Village in Herefordshire, England

Peterchurch is a village and civil parish in the Golden Valley, Herefordshire, England. The countryside features extensive views of the Black Mountains but the village itself is architecturally undistinguished. It was known for the award-winning 'church reordering' scheme within the Norman church, carried out in 2012 by the Herefordshire-based architects Communion Design.

==Population==
In 1848, the population was recorded to be 745. The population of the civil parish at the 2011 census was 1,091.

==Church==
The Norman church, dedicated to St.

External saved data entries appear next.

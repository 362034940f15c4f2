//! Deploy and download entrypoints shared by the CLI.
//!
//! Both open exactly one remote session, use it, and close it. A failed run
//! still attempts to close the session before returning the first error.

use sitepush_core::{
    config::{DeployConfig, FtpTarget, LatestConfig},
    records, Changeset,
};

use crate::apply::{apply_changeset, ApplyReport};
use crate::error::SyncError;
use crate::ftp::FtpStore;
use crate::remote::{DryRunStore, RemoteStore};

/// Where a deploy sends its operations.
#[derive(Debug, Clone, PartialEq, Eq)]
pub enum Destination {
    /// Log every operation without opening a connection.
    DryRun,
    /// A real FTP server.
    Ftp(FtpTarget),
}

/// Load the changeset in `config` and replay it against `destination`.
///
/// The changeset is read before any connection is opened, so a missing or
/// malformed diff file never touches the network.
pub fn deploy(config: &DeployConfig, destination: &Destination) -> Result<ApplyReport, SyncError> {
    let changeset = load(config)?;
    match destination {
        Destination::DryRun => replay(&changeset, config, &mut DryRunStore::new()),
        Destination::Ftp(target) => {
            let mut store = FtpStore::connect(target)?;
            replay(&changeset, config, &mut store)
        }
    }
}

/// [`deploy`] against an already opened store.
pub fn deploy_with<S>(config: &DeployConfig, store: &mut S) -> Result<ApplyReport, SyncError>
where
    S: RemoteStore + ?Sized,
{
    let changeset = match load(config) {
        Ok(changeset) => changeset,
        Err(err) => {
            close_quietly(store);
            return Err(err);
        }
    };
    replay(&changeset, config, store)
}

fn load(config: &DeployConfig) -> Result<Changeset, SyncError> {
    tracing::info!("Start deployment {}", config.diff_file.display());
    let changeset = records::load_changeset(&config.diff_file)?;
    tracing::debug!(
        "deploy {} -> {} ({} steps)",
        changeset.old_version,
        changeset.new_version,
        changeset.step_count()
    );
    Ok(changeset)
}

fn replay<S>(
    changeset: &Changeset,
    config: &DeployConfig,
    store: &mut S,
) -> Result<ApplyReport, SyncError>
where
    S: RemoteStore + ?Sized,
{
    match apply_changeset(changeset, &config.source_dir, &config.remote_root, store) {
        Ok(report) => {
            close(store)?;
            Ok(report)
        }
        Err(err) => {
            close_quietly(store);
            Err(err)
        }
    }
}

/// Download the remote snapshot named in `config` from `target`.
pub fn download_latest(config: &LatestConfig, target: &FtpTarget) -> Result<usize, SyncError> {
    let mut store = FtpStore::connect(target)?;
    fetch_latest(config, &mut store)
}

/// Retrieve `config.remote_file` from `store` and write it atomically to
/// `config.local_file`. Returns the number of bytes written.
pub fn fetch_latest<S>(config: &LatestConfig, store: &mut S) -> Result<usize, SyncError>
where
    S: RemoteStore + ?Sized,
{
    tracing::info!("Download latest hash file: {}", config.local_file.display());

    let bytes = match store.retrieve(&config.remote_file) {
        Ok(bytes) => bytes,
        Err(source) => {
            close_quietly(store);
            return Err(SyncError::Download {
                path: config.remote_file.clone(),
                source,
            });
        }
    };

    if let Err(err) = records::write_atomic(&config.local_file, &bytes) {
        close_quietly(store);
        return Err(err.into());
    }
    close(store)?;
    Ok(bytes.len())
}

fn close<S: RemoteStore + ?Sized>(store: &mut S) -> Result<(), SyncError> {
    store.close().map_err(SyncError::Close)
}

fn close_quietly<S: RemoteStore + ?Sized>(store: &mut S) {
    if let Err(err) = store.close() {
        tracing::warn!("closing remote session failed: {err}");
    }
}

Peter, was built based on the unusual basilica model having four chambers. The church's foundations were traced back to 786, and parts of the Saxon walls can still be seen in the sanctuary. The original stone altar is in place, which was built dating back before the Reformation.

The original church spire was removed in about 1950. The modern spire is made of fibreglass and was installed in 1972. It was for a time, the tallest fibreglass spire in the country.

Robert Jones, recipient of the Victoria Cross for his role at Rorke's Drift, is buried in St Peter's Churchyard.

==Railways==
The village was formerly served by a station on the Golden Valley Railway from 1881 until its closure in the 1950s.

==Well==
The well called St. Peter's Well, was prominent to have curative properties with respect to diseases of the eye.